Menteri Pembangunan Manusia dan Kebudayaan (PMK), Puan Maharani diminta memperjuangkan kenaikan harga jual beras petani Kabupaten Merauke, Papua dari harga Rp7.500 menjadi Rp10 ribu perkilogram. Hal itu disampaikan salah satu PPL Dinas Pertanian Merauke, Gianto dalam diskusi bersama menteri di Kampung Sarsang, Distrik Tanah Miring, Kabupaten Merauke, Sabtu (28/10).

Nilai jual beras petani Merauke perlu naik, lantaran harga barang dan kebutuhan di wilayah itu sangat mahal. “Selain itu, petani susah mendapatkan pupuk,” kata Gianto. Sekretaris Kampung Yabamaru, Tarsisius mengatakan, pemerintah pusat harus lebih memperhatikan kebutuhan petani Merauke, supaya pencanangan lumbung pangan nasional dapat terwujud. Menanggapi aspirasi itu, Menteri Puan Maharani mengatakan, semua keluhan akan diteruskan kepada Presiden RI, Joko Widodo.

Pada kesempatan ini, Puan menyerahkan bantuan alat pertanian kepada kelompok tani di Merauke, dan bantuan pupuk sebanyak 20 kardus.
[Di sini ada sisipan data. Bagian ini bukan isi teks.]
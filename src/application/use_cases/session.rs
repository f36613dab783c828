use async_trait::async_trait;
use std::path::{Path, PathBuf};
use std::sync::Arc;
use url::Url;

use crate::domain::error::ClientError;
use crate::domain::session::{LoginMode, SessionStatus, ViewState};
use crate::domain::upload_record::{AnalyzeResponse, UploadSummary};
use crate::domain::user::{AuthToken, Credentials};

/// User intent coming from the front end.
#[derive(Debug, Clone, PartialEq)]
pub enum Command {
    ToggleMode,
    Submit {
        username: String,
        password: String,
        confirm: Option<String>,
    },
    Upload {
        path: PathBuf,
    },
    RefreshHistory,
    DownloadReport,
    Logout,
}

/// Issued with each request effect and echoed back by its completion.
pub type RequestId = u64;

/// Work the runtime must perform on the controller's behalf.
#[derive(Debug, Clone, PartialEq)]
pub enum Effect {
    Authenticate {
        request: RequestId,
        mode: LoginMode,
        credentials: Credentials,
    },
    Upload {
        request: RequestId,
        token: String,
        path: PathBuf,
    },
    FetchHistory {
        request: RequestId,
        token: String,
    },
    OpenReport {
        url: String,
    },
}

/// Outcome of an effect, fed back into the controller.
///
/// A completion whose request id is no longer pending is dropped.
#[derive(Debug, Clone)]
pub enum Completion {
    Authenticated(RequestId, Result<AuthToken, String>),
    Uploaded(RequestId, Result<AnalyzeResponse, String>),
    HistoryLoaded(RequestId, Result<Vec<UploadSummary>, String>),
    ReportOpened(Result<(), String>),
}

/// Remote operations the client runtime performs for the controller.
#[async_trait]
pub trait SessionBackend: Send + Sync {
    async fn login(&self, credentials: &Credentials) -> Result<AuthToken, ClientError>;
    async fn register(&self, credentials: &Credentials) -> Result<AuthToken, ClientError>;
    async fn upload(&self, token: &str, path: &Path) -> Result<AnalyzeResponse, ClientError>;
    async fn history(&self, token: &str) -> Result<Vec<UploadSummary>, ClientError>;
}

fn greeting(mode: LoginMode) -> &'static str {
    match mode {
        LoginMode::Login => "Welcome Back",
        LoginMode::Register => "Create Account",
    }
}

/// Public URL of the PDF report for a record.
pub fn report_url(api_base: &Url, id: i64) -> Result<Url, url::ParseError> {
    api_base.join(&format!("report/{}/", id))
}

/// Client session state machine.
///
/// Holds no I/O: `handle` and `complete` swap in a new snapshot and return
/// the effect, if any, the runtime should run next.
pub struct SessionController {
    api_base: Url,
    view: Arc<ViewState>,
    last_request: RequestId,
    pending_auth: Option<RequestId>,
    pending_upload: Option<RequestId>,
    pending_history: Option<RequestId>,
}

impl SessionController {
    pub fn new(api_base: Url) -> Self {
        Self {
            api_base,
            view: Arc::new(ViewState::default()),
            last_request: 0,
            pending_auth: None,
            pending_upload: None,
            pending_history: None,
        }
    }

    pub fn snapshot(&self) -> Arc<ViewState> {
        Arc::clone(&self.view)
    }

    fn publish(&mut self, next: ViewState) {
        self.view = Arc::new(next);
    }

    fn issue(&mut self) -> RequestId {
        self.last_request += 1;
        self.last_request
    }

    fn fetch_history(&mut self, token: String) -> Effect {
        let request = self.issue();
        self.pending_history = Some(request);
        Effect::FetchHistory { request, token }
    }

    fn token(&self) -> Option<String> {
        match &self.view.status {
            SessionStatus::LoggedIn { token, .. } => Some(token.clone()),
            _ => None,
        }
    }

    pub fn handle(&mut self, command: Command) -> Option<Effect> {
        match command {
            Command::ToggleMode => {
                if self.view.status != SessionStatus::LoggedOut {
                    return None;
                }
                let mut next = (*self.view).clone();
                next.mode = next.mode.toggled();
                next.status_message = greeting(next.mode).to_string();
                next.error = None;
                self.publish(next);
                None
            }
            Command::Submit {
                username,
                password,
                confirm,
            } => self.submit(username, password, confirm),
            Command::Upload { path } => {
                let token = self.token()?;
                if self.view.upload_in_flight {
                    return None;
                }
                let mut next = (*self.view).clone();
                let file_label = path
                    .file_name()
                    .map(|n| n.to_string_lossy().into_owned())
                    .unwrap_or_else(|| path.display().to_string());
                next.upload_in_flight = true;
                next.upload_enabled = false;
                next.selected_file = Some(file_label.clone());
                next.status_message = format!("Uploading {}...", file_label);
                next.error = None;
                self.publish(next);
                let request = self.issue();
                self.pending_upload = Some(request);
                Some(Effect::Upload {
                    request,
                    token,
                    path,
                })
            }
            Command::RefreshHistory => {
                let token = self.token()?;
                Some(self.fetch_history(token))
            }
            Command::DownloadReport => {
                self.token()?;
                let id = self.view.current_record_id?;
                match report_url(&self.api_base, id) {
                    Ok(url) => Some(Effect::OpenReport {
                        url: url.to_string(),
                    }),
                    Err(e) => {
                        let mut next = (*self.view).clone();
                        next.error = Some(format!("Invalid report URL: {}", e));
                        self.publish(next);
                        None
                    }
                }
            }
            Command::Logout => {
                self.pending_auth = None;
                self.pending_upload = None;
                self.pending_history = None;
                self.publish(ViewState::default());
                None
            }
        }
    }

    fn submit(
        &mut self,
        username: String,
        password: String,
        confirm: Option<String>,
    ) -> Option<Effect> {
        if self.view.status != SessionStatus::LoggedOut {
            return None;
        }
        let username = username.trim().to_string();
        let mode = self.view.mode;

        let local_error = if username.is_empty() || password.is_empty() {
            Some("Please fill in all fields")
        } else if mode == LoginMode::Register && confirm.as_deref() != Some(password.as_str()) {
            Some("Passwords do not match")
        } else {
            None
        };

        let mut next = (*self.view).clone();
        if let Some(message) = local_error {
            next.error = Some(message.to_string());
            self.publish(next);
            return None;
        }

        next.status = SessionStatus::Authenticating;
        next.submit_enabled = false;
        next.error = None;
        next.status_message = match mode {
            LoginMode::Login => "Logging in...".to_string(),
            LoginMode::Register => "Creating account...".to_string(),
        };
        self.publish(next);

        let request = self.issue();
        self.pending_auth = Some(request);
        Some(Effect::Authenticate {
            request,
            mode,
            credentials: Credentials { username, password },
        })
    }

    pub fn complete(&mut self, completion: Completion) -> Option<Effect> {
        let mut next = (*self.view).clone();
        match completion {
            Completion::Authenticated(request, result) => {
                if self.pending_auth != Some(request) {
                    return None;
                }
                self.pending_auth = None;
                match result {
                    Ok(auth) => {
                        let token = auth.token.clone();
                        next.status = SessionStatus::LoggedIn {
                            username: auth.username.clone(),
                            token: auth.token,
                        };
                        next.upload_enabled = true;
                        next.submit_enabled = false;
                        next.error = None;
                        next.status_message = format!("Logged in as {}", auth.username);
                        self.publish(next);
                        Some(self.fetch_history(token))
                    }
                    Err(message) => {
                        next.status = SessionStatus::LoggedOut;
                        next.submit_enabled = true;
                        next.error = Some(message);
                        next.status_message = greeting(next.mode).to_string();
                        self.publish(next);
                        None
                    }
                }
            }
            Completion::Uploaded(request, result) => {
                if self.pending_upload != Some(request) {
                    return None;
                }
                self.pending_upload = None;
                next.upload_in_flight = false;
                next.upload_enabled = next.status.is_logged_in();
                match result {
                    Ok(response) => {
                        let mut next = next.with_analysis(&response);
                        next.error = None;
                        next.status_message = "Analysis complete".to_string();
                        self.publish(next);
                        self.token().map(|token| self.fetch_history(token))
                    }
                    Err(message) => {
                        next.error = Some(message);
                        next.status_message = "Upload failed".to_string();
                        self.publish(next);
                        None
                    }
                }
            }
            Completion::HistoryLoaded(request, result) => {
                if self.pending_history != Some(request) {
                    return None;
                }
                self.pending_history = None;
                match result {
                    Ok(history) => next.history = history,
                    Err(message) => next.error = Some(message),
                }
                self.publish(next);
                None
            }
            Completion::ReportOpened(result) => {
                if let Err(message) = result {
                    next.error = Some(message);
                    self.publish(next);
                }
                None
            }
        }
    }
}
Bantuan pupuk tersebut menurutnya tidak banyak, tapi cukup bermanfaat membantu petani. Ia juga mengingatkan, supaya bantuan alat pertanian yang diberikan dijaga, agar tidak cepat rusak. “Alat tani yang diberikan mesti dijaga, diservis, jangan sampai cepat rusak karena dipakai sembarangan,” katanya.

Selain itu, juga diserahkan secara simbolis bantuan alat sekolah, kelengkapan rumah tangga, kompor, kipas angin, penanak nasi, pemanas nasi, dan peralatan lainnya. Diskusi dan penyerahan bantuan ini, juga dihadiri Menteri Kesehatan, Nila Moeloek dan Menteri Pemberdayaan Perempuan dan Perlindungan Anak, Yohana Yembise.